GENETIC DRIFT AND INBREEDING DEPRESSION MEASURED FROM CONTROL POPULATIONS OF MICE

Abstract

A pedigree control line of mice (ICR stock) with a mean effective population size [Formula: see text] of 110.52 was evaluated over 26 generations. Control lines, sampled from the ICR stock, of 16, 8, 4, 2 and 1 pairs, replicated 2, 2, 4, 8 and 16 times, respectively, were maintained for 15 generations. Mean inbreeding coefficients (F) were 0.10 in the ICR stock and 0.12, 0.20, 0.42, 0.76 and 0.95 in the respective control lines. Traits evaluated were per cent females littering (PFL), number born (NB), 12-day litter weight (W12), body weights at 3 (WK3), 6 (WK6) and 8 (WK8) weeks, gain from 3 to 6 weeks (PWG) and 6-week tail length (TAIL). The significant (P < 0.05) regressions of means on generation number in the ICR stock for PFL (0.22 ± 0.11), W12 (0.18 ± 0.09) and NB (−.04 ± 0.02) were probably due to unknown environmental effects. The remaining traits showed no trends. Analysis of generation trends in the WK6 variance components of the ICR stock showed no significant changes in heritability, total maternal effects or environmental effects.

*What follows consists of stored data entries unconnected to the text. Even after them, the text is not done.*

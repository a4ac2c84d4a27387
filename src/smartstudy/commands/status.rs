use crate::commands::{CmdMessage, CmdResult};
use crate::config::DB_VERSION;
use crate::error::Result;
use crate::store::backend::StorageBackend;
use crate::store::document_store::DocumentStore;

pub fn run<B: StorageBackend>(db: &DocumentStore<B>) -> Result<CmdResult> {
    db.ensure_available()?;

    let mut result = CmdResult::default();
    let status = db.status();
    result.add_message(CmdMessage::info(format!(
        "Database {} (v{}): {} collections, {} documents",
        db.keys().db_name,
        DB_VERSION,
        status.collection_count(),
        status.total_documents()
    )));
    Ok(result.with_status(status))
}

#[cfg(test)]
mod tests {
    use super::*;
    use crate::error::StudyError;
    use crate::model::{Fields, COURSES};
    use crate::store::mem_backend::MemBackend;
    use crate::store::memory::InMemoryStore;

    #[test]
    fn test_status_reports_counts() {
        let mut db = InMemoryStore::in_memory();
        db.add_document(COURSES, Fields::new()).unwrap();

        let result = run(&db).unwrap();
        let status = result.status.unwrap();
        assert_eq!(status.collection_count(), 7);
        assert_eq!(status.total_documents(), 2);
        assert!(result.messages[0].content.contains("7 collections, 2 documents"));
    }

    #[test]
    fn test_status_on_unavailable_store() {
        let backend = MemBackend::new();
        backend.set_simulate_unavailable(true);
        let db = DocumentStore::with_backend(backend);

        assert!(matches!(run(&db), Err(StudyError::StorageUnavailable)));
    }
}
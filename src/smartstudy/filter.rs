//! Equality filters for [`DocumentStore::query_collection`](crate::store::document_store::DocumentStore::query_collection).
//!
//! A filter is a list of `field == value` clauses that must all hold. A clause
//! whose value is absent or JSON `null` places no constraint on its field,
//! so callers can pass optional search terms straight through.

use crate::error::{Result, StudyError};
use crate::model::Document;
use serde_json::Value;

#[derive(Debug, Clone, Default, PartialEq)]
pub struct Filter {
    clauses: Vec<(String, Option<Value>)>,
}

impl Filter {
    pub fn new() -> Self {
        Self::default()
    }

    /// Require `field` to equal `value`. Replaces an earlier clause on the same field.
    pub fn eq(self, field: impl Into<String>, value: impl Into<Value>) -> Self {
        self.with_clause(field.into(), Some(value.into()))
    }

    /// Like [`Filter::eq`], but `None` leaves the field unconstrained.
    pub fn maybe<V: Into<Value>>(self, field: impl Into<String>, value: Option<V>) -> Self {
        self.with_clause(field.into(), value.map(Into::into))
    }

    fn with_clause(mut self, field: String, value: Option<Value>) -> Self {
        if let Some(existing) = self.clauses.iter_mut().find(|(name, _)| *name == field) {
            existing.1 = value;
        } else {
            self.clauses.push((field, value));
        }
        self
    }

    /// Clauses that actually constrain something.
    pub fn active(&self) -> impl Iterator<Item = (&str, &Value)> {
        self.clauses.iter().filter_map(|(field, value)| match value {
            Some(Value::Null) | None => None,
            Some(v) => Some((field.as_str(), v)),
        })
    }

    pub fn is_empty(&self) -> bool {
        self.active().next().is_none()
    }

    pub fn matches(&self, doc: &Document) -> bool {
        self.active().all(|(field, expected)| {
            doc.get(field)
                .is_some_and(|actual| values_equal(&actual, expected))
        })
    }

    /// Parses a `field=value` clause. The value is read as JSON when it parses
    /// (`level=3`, `active=true`), otherwise as a plain string.
    pub fn parse_clause(input: &str) -> Result<(String, Value)> {
        let (field, raw) = input.split_once('=').ok_or_else(|| {
            StudyError::Api(format!("Invalid filter '{}', expected field=value", input))
        })?;
        let field = field.trim();
        if field.is_empty() {
            return Err(StudyError::Api(format!(
                "Invalid filter '{}', field name is empty",
                input
            )));
        }
        let value =
            serde_json::from_str(raw).unwrap_or_else(|_| Value::String(raw.to_string()));
        Ok((field.to_string(), value))
    }
}

/// JSON equality, except that numbers compare by value, so `5` equals `5.0`.
fn values_equal(a: &Value, b: &Value) -> bool {
    match (a, b) {
        (Value::Number(x), Value::Number(y)) => x.as_f64() == y.as_f64(),
        _ => a == b,
    }
}

#[cfg(test)]
mod tests {
    use super::*;
    use crate::model::Fields;
    use serde_json::json;

    fn doc(id: &str, value: Value) -> Document {
        match value {
            Value::Object(map) => Document::new(id, map),
            _ => Document::new(id, Fields::new()),
        }
    }

    #[test]
    fn test_empty_filter_matches_everything() {
        let filter = Filter::new();
        assert!(filter.is_empty());
        assert!(filter.matches(&doc("a", json!({}))));
    }

    #[test]
    fn test_eq_requires_exact_value() {
        let filter = Filter::new().eq("level", "Beginner");
        assert!(filter.matches(&doc("a", json!({"level": "Beginner"}))));
        assert!(!filter.matches(&doc("b", json!({"level": "beginner"}))));
        assert!(!filter.matches(&doc("c", json!({}))));
    }

    #[test]
    fn test_all_clauses_must_hold() {
        let filter = Filter::new().eq("level", "Beginner").eq("rating", 4.8);
        assert!(filter.matches(&doc("a", json!({"level": "Beginner", "rating": 4.8}))));
        assert!(!filter.matches(&doc("b", json!({"level": "Beginner", "rating": 4.5}))));
    }

    #[test]
    fn test_numbers_compare_by_value() {
        let filter = Filter::new().eq("rating", 5);
        assert!(filter.matches(&doc("a", json!({"rating": 5.0}))));
        assert!(filter.matches(&doc("b", json!({"rating": 5}))));
        assert!(!filter.matches(&doc("c", json!({"rating": 5.5}))));
        assert!(!filter.matches(&doc("d", json!({"rating": "5"}))));

        let (field, value) = Filter::parse_clause("rating=4.0").unwrap();
        let parsed = Filter::new().eq(field, value);
        assert!(parsed.matches(&doc("e", json!({"rating": 4}))));
    }

    #[test]
    fn test_absent_and_null_values_are_ignored() {
        let filter = Filter::new()
            .maybe("email", None::<String>)
            .eq("category", Value::Null);
        assert!(filter.is_empty());
        assert!(filter.matches(&doc("a", json!({"email": "x@y.z"}))));
    }

    #[test]
    fn test_filter_on_id() {
        let filter = Filter::new().eq("id", "a");
        assert!(filter.matches(&doc("a", json!({}))));
        assert!(!filter.matches(&doc("b", json!({}))));
    }

    #[test]
    fn test_later_clause_replaces_earlier() {
        let filter = Filter::new().eq("level", "A").eq("level", "B");
        assert_eq!(filter.active().count(), 1);
        assert!(filter.matches(&doc("a", json!({"level": "B"}))));
    }

    #[test]
    fn test_parse_clause() {
        assert_eq!(
            Filter::parse_clause("level=3").unwrap(),
            ("level".to_string(), json!(3))
        );
        assert_eq!(
            Filter::parse_clause("email=a@b.c").unwrap(),
            ("email".to_string(), json!("a@b.c"))
        );
        assert_eq!(
            Filter::parse_clause("title=a=b").unwrap(),
            ("title".to_string(), json!("a=b"))
        );
        assert!(Filter::parse_clause("nothing").is_err());
        assert!(Filter::parse_clause("=x").is_err());
    }
}
//! Health reporting types shared by the API and the engine

use serde::{Deserialize, Serialize};

/// Health of a single backend.
#[derive(Debug, Clone, Copy, PartialEq, Eq, Hash, Serialize, Deserialize)]
#[cfg_attr(feature = "openapi", derive(utoipa::ToSchema))]
#[serde(rename_all = "lowercase")]
pub enum HealthStatus {
    /// Backend reachable and serving
    Healthy,
    /// Backend reachable but slow or partially failing
    Degraded,
    /// Backend unreachable
    Unhealthy,
    /// Not yet probed
    Unknown,
}

/// Probe result for one backend.
#[derive(Debug, Clone, PartialEq, Serialize, Deserialize)]
#[cfg_attr(feature = "openapi", derive(utoipa::ToSchema))]
pub struct BackendHealth {
    pub backend: String,
    pub status: HealthStatus,
    pub message: Option<String>,
    pub response_time_ms: Option<i64>,
}

impl BackendHealth {
    pub fn healthy(backend: impl Into<String>, response_time_ms: i64) -> Self {
        Self {
            backend: backend.into(),
            status: HealthStatus::Healthy,
            message: None,
            response_time_ms: Some(response_time_ms),
        }
    }

    pub fn unhealthy(backend: impl Into<String>, message: impl Into<String>) -> Self {
        Self {
            backend: backend.into(),
            status: HealthStatus::Unhealthy,
            message: Some(message.into()),
            response_time_ms: None,
        }
    }
}

/// Aggregate system health: the gate keeps serving while any backend that
/// the degradation ladder can route around is down.
#[derive(Debug, Clone, PartialEq, Serialize, Deserialize)]
#[cfg_attr(feature = "openapi", derive(utoipa::ToSchema))]
pub struct SystemHealth {
    pub status: HealthStatus,
    pub backends: Vec<BackendHealth>,
}

impl SystemHealth {
    /// Fold backend probes into an overall verdict.
    ///
    /// Healthy iff every backend is healthy; unhealthy only when the durable
    /// store is down (nothing can be recorded); degraded otherwise.
    pub fn aggregate(backends: Vec<BackendHealth>) -> Self {
        let status = if backends
            .iter()
            .all(|b| b.status == HealthStatus::Healthy)
        {
            HealthStatus::Healthy
        } else if backends
            .iter()
            .any(|b| b.backend == "durable" && b.status == HealthStatus::Unhealthy)
        {
            HealthStatus::Unhealthy
        } else {
            HealthStatus::Degraded
        };
        Self { status, backends }
    }
}

#[cfg(test)]
mod tests {
    use super::*;

    #[test]
    fn test_all_healthy() {
        let health = SystemHealth::aggregate(vec![
            BackendHealth::healthy("graph", 4),
            BackendHealth::healthy("vector", 7),
            BackendHealth::healthy("durable", 2),
        ]);
        assert_eq!(health.status, HealthStatus::Healthy);
    }

    #[test]
    fn test_degraded_when_graph_down() {
        let health = SystemHealth::aggregate(vec![
            BackendHealth::unhealthy("graph", "connection refused"),
            BackendHealth::healthy("durable", 2),
        ]);
        assert_eq!(health.status, HealthStatus::Degraded);
    }

    #[test]
    fn test_unhealthy_when_durable_down() {
        let health = SystemHealth::aggregate(vec![
            BackendHealth::healthy("graph", 4),
            BackendHealth::unhealthy("durable", "pool exhausted"),
        ]);
        assert_eq!(health.status, HealthStatus::Unhealthy);
    }
}
//! Core entity structures
//!
//! Value objects threaded through the workflow. Mutation discipline lives in
//! the engine crate; everything here is plain data.

use crate::*;
use serde::{Deserialize, Serialize};
use std::collections::BTreeMap;

// ============================================================================
// QUERY REQUEST
// ============================================================================

/// Caller-supplied options for a query.
#[derive(Debug, Clone, PartialEq, Serialize, Deserialize)]
#[cfg_attr(feature = "openapi", derive(utoipa::ToSchema))]
pub struct QueryOptions {
    /// Maximum refinement iterations (1..=10)
    pub max_iterations: i32,
    /// Whether to include the execution trace in the response
    pub return_trace: bool,
    /// Overall request timeout in milliseconds (1000..=120000)
    pub timeout_ms: i64,
}

impl Default for QueryOptions {
    fn default() -> Self {
        Self {
            max_iterations: 3,
            return_trace: false,
            timeout_ms: 30_000,
        }
    }
}

/// Optional caller hints narrowing the query.
#[derive(Debug, Clone, Default, PartialEq, Serialize, Deserialize)]
#[cfg_attr(feature = "openapi", derive(utoipa::ToSchema))]
pub struct UserHints {
    pub jurisdiction: Option<String>,
    pub temporal_reference: Option<String>,
    pub role: Option<String>,
}

/// An incoming legal query. Immutable once admitted.
#[derive(Debug, Clone, PartialEq, Serialize, Deserialize)]
#[cfg_attr(feature = "openapi", derive(utoipa::ToSchema))]
pub struct QueryRequest {
    /// Original natural-language query text
    pub text: String,
    #[cfg_attr(feature = "openapi", schema(value_type = Option<String>, format = "uuid"))]
    pub session_id: Option<SessionId>,
    pub hints: Option<UserHints>,
    #[serde(default)]
    pub options: QueryOptions,
}
//! Lexflow Retrieval - Agent Fan-Out
//!
//! Three agent kinds behind one contract:
//! - Graph agent: parameterized Cypher over the legal knowledge graph
//! - HTTP agent: canonical article texts from the normative-text service
//! - Vector agent: k-NN semantic neighbors from the vector store
//!
//! All agents in a plan run concurrently under a shared cancellation token
//! with per-agent timeouts. A failed, timed-out, or cancelled agent yields an
//! empty result with an error annotation; the workflow never aborts on
//! retrieval. Results are merged deterministically by source tag.

mod graph;
mod http;
mod vector;

pub use graph::{GraphAgent, GraphClient};
pub use http::{HttpAgent, NormativeTextClient};
pub use vector::VectorAgent;

use async_trait::async_trait;
use lexflow_core::{
    AgentInvocation, AgentKind, AgentResult, IntentTag, LexflowResult, SourceTag,
};
use std::collections::HashMap;
use std::sync::Arc;
use std::time::{Duration, Instant};
use tokio_util::sync::CancellationToken;

// ============================================================================
// AGENT CONTRACT
// ============================================================================

/// Read-only view of the request handed to agents.
#[derive(Debug, Clone)]
pub struct RetrievalSnapshot {
    pub query_text: String,
    pub intent: IntentTag,
    /// Canonical norm citations found during preprocessing
    pub norm_references: Vec<String>,
    pub jurisdiction: Option<String>,
}

/// The common capability implemented by every retrieval agent.
///
/// Dispatch is by `kind()`; an agent never aborts the workflow, so `run`
/// errors are converted into degraded results by the fan-out executor.
#[async_trait]
pub trait RetrievalAgent: Send + Sync {
    fn kind(&self) -> AgentKind;

    /// Per-invocation deadline for this agent.
    fn timeout(&self) -> Duration;

    async fn run(
        &self,
        snapshot: &RetrievalSnapshot,
        invocation: &AgentInvocation,
    ) -> LexflowResult<AgentResult>;
}

/// Registry of the agents available to the runtime, keyed by kind.
pub type AgentRegistry = HashMap<AgentKind, Arc<dyn RetrievalAgent>>;

// ============================================================================
// FAN-OUT EXECUTOR
// ============================================================================

/// Fallback source tag for a degraded result, by agent kind.
fn default_source(kind: AgentKind) -> SourceTag {
    match kind {
        AgentKind::Graph => SourceTag::Normattiva,
        AgentKind::Http => SourceTag::Normattiva,
        AgentKind::Vector => SourceTag::Vector,
    }
}

/// Execute every invocation of the plan concurrently.
///
/// Completion order is not defined; the returned list is deterministic
/// regardless: sorted by (source tag, agent kind), with per-result hits
/// ordered by descending relevance. When the token trips, in-flight agents
/// are abandoned and partial results collected.
pub async fn run_agents(
    registry: &AgentRegistry,
    snapshot: &RetrievalSnapshot,
    invocations: &[AgentInvocation],
    cancel: &CancellationToken,
) -> Vec<AgentResult> {
    let futures = invocations.iter().map(|invocation| {
        let agent = registry.get(&invocation.agent).cloned();
        let cancel = cancel.clone();
        async move {
            let Some(agent) = agent else {
                return AgentResult::degraded(
                    invocation.agent,
                    default_source(invocation.agent),
                    "agent not registered",
                );
            };

            let started = Instant::now();
            let run = agent.run(snapshot, invocation);

            let outcome = tokio::select! {
                outcome = tokio::time::timeout(agent.timeout(), run) => outcome,
                _ = cancel.cancelled() => {
                    tracing::debug!(agent = ?invocation.agent, "agent cancelled by request deadline");
                    return AgentResult::degraded(
                        invocation.agent,
                        default_source(invocation.agent),
                        "cancelled by request deadline",
                    );
                }
            };

            match outcome {
                Ok(Ok(mut result)) => {
                    result.latency_ms = started.elapsed().as_millis() as i64;
                    result
                        .hits
                        .sort_by(|a, b| b.relevance.total_cmp(&a.relevance));
                    result
                }
                Ok(Err(e)) => {
                    tracing::warn!(agent = ?invocation.agent, error = %e, "agent degraded");
                    let mut result = AgentResult::degraded(
                        invocation.agent,
                        default_source(invocation.agent),
                        e.to_string(),
                    );
                    result.latency_ms = started.elapsed().as_millis() as i64;
                    result
                }
                Err(_) => {
                    tracing::warn!(agent = ?invocation.agent, "agent timed out");
                    let mut result = AgentResult::degraded(
                        invocation.agent,
                        default_source(invocation.agent),
                        format!("timed out after {:?}", agent.timeout()),
                    );
                    result.latency_ms = started.elapsed().as_millis() as i64;
                    result
                }
            }
        }
    });

    let mut results = futures_util::future::join_all(futures).await;
    results.sort_by_key(|r| (r.source.as_db_str(), r.agent.as_db_str()));
    results
}

// ============================================================================
// TESTS
// ============================================================================

#[cfg(test)]
mod tests {
    use super::*;
    use lexflow_core::RetrievalHit;

    struct ScriptedAgent {
        kind: AgentKind,
        source: SourceTag,
        delay: Duration,
        timeout: Duration,
        fail: bool,
    }

    #[async_trait]
    impl RetrievalAgent for ScriptedAgent {
        fn kind(&self) -> AgentKind {
            self.kind
        }

        fn timeout(&self) -> Duration {
            self.timeout
        }

        async fn run(
            &self,
            _snapshot: &RetrievalSnapshot,
            invocation: &AgentInvocation,
        ) -> LexflowResult<AgentResult> {
            tokio::time::sleep(self.delay).await;
            if self.fail {
                return Err(lexflow_core::BackendError::GraphUnavailable {
                    reason: "scripted failure".to_string(),
                }
                .into());
            }
            Ok(AgentResult {
                agent: self.kind,
                source: self.source,
                hits: vec![
                    RetrievalHit {
                        source_id: format!("{}:low", self.source.as_db_str()),
                        citation: "Art. 1322 c.c.".to_string(),
                        snippet: "Autonomia contrattuale".to_string(),
                        relevance: 0.4,
                        metadata: serde_json::Value::Null,
                    },
                    RetrievalHit {
                        source_id: format!("{}:high", self.source.as_db_str()),
                        citation: "Art. 1321 c.c.".to_string(),
                        snippet: "Nozione di contratto".to_string(),
                        relevance: 0.9,
                        metadata: serde_json::Value::Null,
                    },
                ],
                latency_ms: 0,
                error: None,
            })
        }
    }

    fn registry(agents: Vec<ScriptedAgent>) -> AgentRegistry {
        agents
            .into_iter()
            .map(|a| (a.kind, Arc::new(a) as Arc<dyn RetrievalAgent>))
            .collect()
    }

    fn snapshot() -> RetrievalSnapshot {
        RetrievalSnapshot {
            query_text: "Cosa prevede l'art. 1321 c.c.?".to_string(),
            intent: IntentTag::NormSearch,
            norm_references: vec!["art. 1321 c.c.".to_string()],
            jurisdiction: None,
        }
    }

    #[tokio::test]
    async fn test_fan_out_merges_by_source() {
        let registry = registry(vec![
            ScriptedAgent {
                kind: AgentKind::Vector,
                source: SourceTag::Vector,
                delay: Duration::from_millis(5),
                timeout: Duration::from_secs(1),
                fail: false,
            },
            ScriptedAgent {
                kind: AgentKind::Graph,
                source: SourceTag::Normattiva,
                delay: Duration::from_millis(30),
                timeout: Duration::from_secs(1),
                fail: false,
            },
        ]);
        let invocations = vec![
            AgentInvocation::new(AgentKind::Vector, "contratto"),
            AgentInvocation::new(AgentKind::Graph, "contratto"),
        ];

        let results = run_agents(
            &registry,
            &snapshot(),
            &invocations,
            &CancellationToken::new(),
        )
        .await;

        assert_eq!(results.len(), 2);
        // Deterministic order: "normattiva" < "vector", whatever finished first
        assert_eq!(results[0].source, SourceTag::Normattiva);
        assert_eq!(results[1].source, SourceTag::Vector);
        // Hits sorted by descending relevance
        assert!(results[0].hits[0].relevance >= results[0].hits[1].relevance);
    }

    #[tokio::test]
    async fn test_failed_agent_yields_degraded_result() {
        let registry = registry(vec![ScriptedAgent {
            kind: AgentKind::Graph,
            source: SourceTag::Normattiva,
            delay: Duration::from_millis(1),
            timeout: Duration::from_secs(1),
            fail: true,
        }]);
        let invocations = vec![AgentInvocation::new(AgentKind::Graph, "contratto")];

        let results = run_agents(
            &registry,
            &snapshot(),
            &invocations,
            &CancellationToken::new(),
        )
        .await;

        assert_eq!(results.len(), 1);
        assert!(results[0].hits.is_empty());
        assert!(results[0].error.as_deref().unwrap().contains("scripted failure"));
    }

    #[tokio::test]
    async fn test_slow_agent_times_out() {
        let registry = registry(vec![ScriptedAgent {
            kind: AgentKind::Http,
            source: SourceTag::Normattiva,
            delay: Duration::from_secs(5),
            timeout: Duration::from_millis(20),
            fail: false,
        }]);
        let invocations = vec![AgentInvocation::new(AgentKind::Http, "art. 1321 c.c.")];

        let results = run_agents(
            &registry,
            &snapshot(),
            &invocations,
            &CancellationToken::new(),
        )
        .await;

        assert_eq!(results.len(), 1);
        assert!(results[0].error.as_deref().unwrap().contains("timed out"));
    }

    #[tokio::test]
    async fn test_cancellation_abandons_in_flight_agents() {
        let registry = registry(vec![
            ScriptedAgent {
                kind: AgentKind::Vector,
                source: SourceTag::Vector,
                delay: Duration::from_millis(1),
                timeout: Duration::from_secs(1),
                fail: false,
            },
            ScriptedAgent {
                kind: AgentKind::Graph,
                source: SourceTag::Normattiva,
                delay: Duration::from_secs(30),
                timeout: Duration::from_secs(60),
                fail: false,
            },
        ]);
        let invocations = vec![
            AgentInvocation::new(AgentKind::Vector, "contratto"),
            AgentInvocation::new(AgentKind::Graph, "contratto"),
        ];

        let cancel = CancellationToken::new();
        let cancel_soon = cancel.clone();
        tokio::spawn(async move {
            tokio::time::sleep(Duration::from_millis(50)).await;
            cancel_soon.cancel();
        });

        let results = run_agents(&registry, &snapshot(), &invocations, &cancel).await;

        assert_eq!(results.len(), 2);
        let graph = results
            .iter()
            .find(|r| r.agent == AgentKind::Graph)
            .unwrap();
        let vector = results
            .iter()
            .find(|r| r.agent == AgentKind::Vector)
            .unwrap();
        assert!(graph.error.as_deref().unwrap().contains("cancelled"));
        assert!(vector.error.is_none());
        assert_eq!(vector.hits.len(), 2);
    }

    #[tokio::test]
    async fn test_unregistered_agent_is_degraded() {
        let registry = registry(vec![]);
        let invocations = vec![AgentInvocation::new(AgentKind::Vector, "contratto")];

        let results = run_agents(
            &registry,
            &snapshot(),
            &invocations,
            &CancellationToken::new(),
        )
        .await;

        assert_eq!(results.len(), 1);
        assert!(results[0].error.as_deref().unwrap().contains("not registered"));
    }
}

Mean trends in the replicate control lines indicated that smaller Ne tended to show greater average divergence among replicates. For about 70% of the Ne-trait combinations the observed variance among replicates exceeded the predicted drift variance. Linear regressions of control line means for each trait on F, within generations, were significantly (P < 0.01) negative. Male means for WK6, WK8 and PWG showed a significantly greater inbreeding depression than females, even after adjustment for differences in phenotypic standard deviations. When the 1 and 2 pair lines were excluded, the regressions on F were reduced for all traits except NB and female PWG.